「アン ドゥムルメステール(ANN DEMEULEMEESTER)」のセバスチャン・ムニエ(Sebastien Meunier)=クリエイティブ・ディレクターが7月2日に退任した。同ブランドは新デザイナーを探すとともに、オーナーとなる企業も新たに模索しているようだ。
ブランド獲得に名乗りを上げているのは、伊セレクトショップのアントニオーリ(ANTONIOLI)だ。オーナーのクラウディオ・アントニオーリ(Claudio Antonioli)は、ECサイト「ファーフェッチ(FARFETCH)」の子会社になった「オフ-ホワイト c/o ヴァージル アブロー(OFF-WHITE c/o VIRGIL ABLOH)」を傘下に持つニューガーズグループ(NEW GUARDS GROUP)の共同創立者でもある。「アン ドゥムルメステール」とは交渉段階に入っているところで、「取引はまだまとまっていないが、夏の終わりまでには実現する見通しだ」とアントニオーリは話している。また、後任デザイナーについてのコメントは避けたが、“アントワープシックス(Antwerp Six)”のひとりとして知られるブランドの創設者、アン・ドゥムルメステールの復帰の可能性については否定した。
フランス生まれのムニエは自身のブランドを手掛ける一方で、「メゾン マルジェラ(MAISON MARGIELA)」で経験を積み、2010年に「アン ドゥムルメステール」に加わった。アンの下でメンズ・コレクションのデザインを手掛け、13年にディレクターに就任。同年にアンがブランドを去ってからは、メンズとウィメンズの両コレクションを担当し、ブランドをけん引してきた。アン・シャペル(Anne Chapelle)最高経営責任者(CEO)は「ムニエが10年前にブランドに加わって以降、献身的に成し遂げてきた全てのことに感謝する」とコメントしている。なお、デザイナー退任以外の変更点については一切触れられなかった。
7月9〜13日にオンライン形式で行われる21年春夏パリ・メンズ・コレクションの公式スケジュールに、「アン ドゥムルメステール」は名を連ねていない。スポークスパーソンは今後のコレクションやショーについて、「全てのことが進められているが、私たちが当面の目標にしているのは1月のコレクション発表だ」とコメントした。

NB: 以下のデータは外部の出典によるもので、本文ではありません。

//! Command handlers for spag.
//!
//! Each handler takes a [`Workspace`] (the stores rooted at the spag
//! directory) plus the command's arguments and returns the text to print.
//! Nothing in here writes to stdout, so every command is testable against a
//! temporary directory.

use std::collections::{BTreeMap, HashMap};
use std::path::{Path, PathBuf};
use thiserror::Error;
use tracing::debug;

use crate::config::{ConfigError, SpagConfig};
use crate::document::{Document, PathError};
use crate::environment::{EnvError, EnvironmentProvider, EnvironmentStore};
use crate::files::{self, FileError, PathIndex};
use crate::history::{
    format_history_entry, format_history_list, History, HistoryError, RecordedExchange,
    RememberStore,
};
use crate::models::{PreparedRequest, RequestError, RequestFile};
use crate::variables::{
    describe_params, parse_withs, untemplate, ParamDescription, VarError, VariableSources,
};

/// Error types for command execution.
#[derive(Debug, Error)]
pub enum CommandError {
    #[error(transparent)]
    Files(#[from] FileError),

    #[error(transparent)]
    Environment(#[from] EnvError),

    #[error(transparent)]
    History(#[from] HistoryError),

    #[error(transparent)]
    Template(#[from] VarError),

    #[error(transparent)]
    Request(#[from] RequestError),

    #[error(transparent)]
    Config(#[from] ConfigError),

    #[error("Failed to render YAML: {0}")]
    Yaml(#[from] serde_yaml::Error),

    /// A command-line argument had the wrong shape
    #[error("{0}")]
    InvalidArgument(String),

    #[error("You must provide something to set!")]
    NothingToSet,
}

/// The stores under one spag directory.
#[derive(Debug, Clone)]
pub struct Workspace {
    pub config: SpagConfig,
    pub environments: EnvironmentStore,
    pub remembers: RememberStore,
    pub history: History,
}

impl Workspace {
    pub fn new(config: SpagConfig) -> Self {
        Self {
            environments: EnvironmentStore::new(
                config.environments_dir(),
                config.extension.clone(),
            ),
            remembers: RememberStore::new(config.remembers_dir(), config.extension.clone()),
            history: History::new(config.history_file(), config.history_limit),
            config,
        }
    }

    /// The template sources backed by this workspace's stores.
    pub fn sources(&self) -> VariableSources<'_> {
        VariableSources::new(&self.environments, &self.remembers)
            .with_body_mode(self.config.body_mode)
    }

    /// Directories searched for request files.
    ///
    /// An explicit `--dir` wins, then the configured `requestDirs`, then the
    /// active environment's `dir`, then the working directory.
    pub fn request_dirs(&self, dir: Option<&Path>) -> Result<Vec<PathBuf>, CommandError> {
        if let Some(dir) = dir {
            return Ok(vec![dir.to_path_buf()]);
        }
        if !self.config.request_dirs.is_empty() {
            return Ok(self.config.request_dirs.clone());
        }

        let env = self.environments.load_environment(None)?;
        match env.get("dir").and_then(Document::as_str) {
            Some(dir) => Ok(vec![PathBuf::from(dir)]),
            None => Ok(vec![PathBuf::from(".")]),
        }
    }

    /// A fresh index over the request directories.
    pub fn request_index(&self, dir: Option<&Path>) -> Result<PathIndex, CommandError> {
        let dirs = self.request_dirs(dir)?;
        debug!(?dirs, "indexing request files");
        Ok(PathIndex::with_dirs(self.config.extension.clone(), dirs)?)
    }
}

/// Options shared by the request commands.
#[derive(Debug, Clone, Default)]
pub struct RequestOptions {
    /// `key=value` bindings
    pub withs: Vec<String>,
    /// Overrides the environment's endpoint
    pub endpoint: Option<String>,
    /// `Key:Value` headers
    pub headers: Vec<String>,
    /// Overrides the file's body
    pub data: Option<String>,
}

/// Splits `Key:Value` on the first colon, trimming the value.
pub fn parse_header(raw: &str) -> Result<(String, String), CommandError> {
    match raw.split_once(':') {
        Some((key, value)) if !key.trim().is_empty() => {
            Ok((key.trim().to_string(), value.trim().to_string()))
        }
        _ => Err(CommandError::InvalidArgument(format!(
            "Invalid header '{}'. Expected Key:Value",
            raw
        ))),
    }
}

/// Splits `key=value` on the first `=`.
pub fn parse_assignment(raw: &str) -> Result<(String, String), CommandError> {
    match raw.split_once('=') {
        Some((key, value)) if !key.trim().is_empty() => {
            Ok((key.trim().to_string(), value.to_string()))
        }
        _ => Err(CommandError::InvalidArgument(format!(
            "Invalid assignment '{}'. Expected key=value",
            raw
        ))),
    }
}

/// Every request file, relative to the working directory.
pub fn list_requests(ws: &Workspace, dir: Option<&Path>) -> Result<Vec<String>, CommandError> {
    Ok(ws.request_index(dir)?.get_file_list())
}

/// The raw contents of a request file, headed by its path.
pub fn show_request(
    ws: &Workspace,
    name: &str,
    dir: Option<&Path>,
) -> Result<String, CommandError> {
    let path = ws.request_index(dir)?.get_path(name)?;
    let contents = files::read_file(&path)?;
    let cwd = std::env::current_dir().unwrap_or_default();
    let shown = path.strip_prefix(&cwd).unwrap_or(&path);
    Ok(format!("File {}\n{}", shown.display(), contents))
}

/// Describes the placeholders of a request file.
pub fn request_params(
    ws: &Workspace,
    name: &str,
    dir: Option<&Path>,
) -> Result<Vec<ParamDescription>, CommandError> {
    let path = ws.request_index(dir)?.get_path(name)?;
    let contents = files::read_file(&path)?;
    Ok(describe_params(&contents, false)?)
}

/// Resolves a request file into a ready-to-send request.
///
/// The raw file is untemplated with the `--with` bindings (shortcuts are left
/// alone so `@` can appear in bodies), then parsed. Headers are layered as
/// environment `headers`, then the file's `headers`, then `-H` options.
/// `-H` values and `--data` are untemplated with shortcuts.
pub fn prepare_request(
    ws: &Workspace,
    name: &str,
    dir: Option<&Path>,
    options: &RequestOptions,
) -> Result<PreparedRequest, CommandError> {
    let sources = ws.sources();
    let withs = parse_withs(&options.withs)?;
    let no_withs = HashMap::new();

    let path = ws.request_index(dir)?.get_path(name)?;
    debug!(path = %path.display(), "preparing request");
    let raw = files::read_file(&path)?;
    let request = RequestFile::parse(&untemplate(&raw, &withs, false, &sources)?)?;

    let env = ws.environments.load_environment(None)?;
    let endpoint = match &options.endpoint {
        Some(endpoint) => untemplate(endpoint, &no_withs, ws.config.shortcuts, &sources)?,
        None => env
            .get("endpoint")
            .map(Document::interpolate)
            .transpose()
            .map_err(|e: PathError| RequestError::InvalidFormat(format!("endpoint: {}", e)))?
            .ok_or(RequestError::MissingEndpoint)?,
    };

    let mut headers = BTreeMap::new();
    if let Some(env_headers) = env.get("headers").and_then(Document::as_mapping) {
        for (key, value) in env_headers {
            if let Ok(value) = value.interpolate() {
                headers.insert(key.clone(), value);
            }
        }
    }
    headers.extend(request.headers);
    for raw in &options.headers {
        let (key, value) = parse_header(raw)?;
        headers.insert(key, untemplate(&value, &no_withs, ws.config.shortcuts, &sources)?);
    }

    let body = match &options.data {
        Some(data) => Some(untemplate(data, &no_withs, ws.config.shortcuts, &sources)?),
        None => request.body,
    };

    Ok(PreparedRequest {
        method: request.method,
        url: format!("{}{}", endpoint, request.uri),
        headers,
        body,
    })
}

/// Untemplates ad-hoc text.
pub fn render(
    ws: &Workspace,
    text: &str,
    withs: &[String],
    shortcuts: bool,
) -> Result<String, CommandError> {
    let withs = parse_withs(withs)?;
    Ok(untemplate(text, &withs, shortcuts, &ws.sources())?)
}

fn to_yaml(doc: &Document) -> Result<String, CommandError> {
    Ok(doc.to_yaml_string()?)
}

pub fn env_activate(ws: &Workspace, name: &str) -> Result<String, CommandError> {
    ws.environments.activate(name)?;
    Ok(format!("Environment {} activated", name))
}

pub fn env_deactivate(ws: &Workspace) -> Result<String, CommandError> {
    ws.environments.deactivate()?;
    Ok("Deactivated".to_string())
}

/// The named (or active) environment as YAML.
pub fn env_show(ws: &Workspace, name: Option<&str>) -> Result<String, CommandError> {
    to_yaml(&ws.environments.load_environment(name)?)
}

/// Sets `key=value` pairs and `Key:Value` headers in the active environment.
///
/// Values are untemplated with shortcuts, so `spag env set id=@id` stores the
/// id of the last response.
pub fn env_set(
    ws: &Workspace,
    assignments: &[String],
    headers: &[String],
) -> Result<String, CommandError> {
    if assignments.is_empty() && headers.is_empty() {
        return Err(CommandError::NothingToSet);
    }

    let sources = ws.sources();
    let no_withs = HashMap::new();
    let mut pairs = Vec::with_capacity(assignments.len() + headers.len());
    for raw in assignments {
        let (key, value) = parse_assignment(raw)?;
        pairs.push((key, untemplate(&value, &no_withs, ws.config.shortcuts, &sources)?));
    }
    for raw in headers {
        let (key, value) = parse_header(raw)?;
        pairs.push((
            format!("headers.{}", key),
            untemplate(&value, &no_withs, ws.config.shortcuts, &sources)?,
        ));
    }

    let pairs: Vec<(String, Document)> = pairs
        .into_iter()
        .map(|(key, value)| (key, Document::string(value)))
        .collect();
    to_yaml(&ws.environments.set(&pairs)?)
}

/// Removes one key, or everything, from the active environment.
pub fn env_unset(
    ws: &Workspace,
    key: Option<&str>,
    everything: bool,
) -> Result<String, CommandError> {
    let env = match (key, everything) {
        (_, true) => ws.environments.unset_all()?,
        (Some(key), false) => ws.environments.unset(key)?,
        (None, false) => {
            return Err(CommandError::InvalidArgument(
                "Give a key to unset, or --everything".to_string(),
            ))
        }
    };
    to_yaml(&env)
}

/// Environment names, the active one marked with `*`.
pub fn env_list(ws: &Workspace) -> Result<Vec<String>, CommandError> {
    let active = ws.environments.active_name()?;
    Ok(ws
        .environments
        .list()?
        .into_iter()
        .map(|name| {
            if name == active {
                format!("* {}", name)
            } else {
                format!("  {}", name)
            }
        })
        .collect())
}

pub fn history_list(ws: &Workspace) -> Result<Vec<String>, CommandError> {
    Ok(format_history_list(&ws.history.load()?))
}

pub fn history_show(ws: &Workspace, index: &str) -> Result<String, CommandError> {
    Ok(format_history_entry(&ws.history.get(index)?))
}

/// Empties the history. Remembered exchanges are kept.
pub fn history_clear(ws: &Workspace) -> Result<String, CommandError> {
    ws.history.clear()?;
    Ok("History cleared".to_string())
}

/// Imports a captured exchange: remembers it (as `last` and optionally
/// `name`) and appends it to the history.
pub fn record(
    ws: &Workspace,
    exchange_text: &str,
    name: Option<&str>,
) -> Result<String, CommandError> {
    let exchange = RecordedExchange::from_yaml_str(exchange_text)?;
    let path = ws
        .remembers
        .remember(name.unwrap_or(crate::history::LAST_EXCHANGE), &exchange)?;
    ws.history.append(&exchange)?;
    Ok(format!("Recorded {} as {}", exchange.summary(), path.display()))
}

シャペルCEOは、1994年から同ブランドのビジネス面でのマネジング・ディレクターを務めており、2005年には未公開株を取得している。なお、シャペルCEOは別会社で「ハイダー アッカーマン(HAIDER ACKERMANN)」も運営しているが、情報筋によると「ハイダー アッカーマン」の売却も考えているという。
アントワープ王立芸術アカデミーを卒業し、1985年に会社を設立したアンは、自身初のコレクションを87-88年秋冬シーズンで発表した。翌年にはシューズとアクセサリーもスタート。92年からはパリでショーを披露し、96年にはメンズを発表した。最近では2019年に、黒や赤の筆使いでキアロスクーロ(イタリア語で明暗の意味)のエフェクトを生み出したブランド「デ テーブルウエア(De Tableware)」を携えてホームウエア市場に参入している。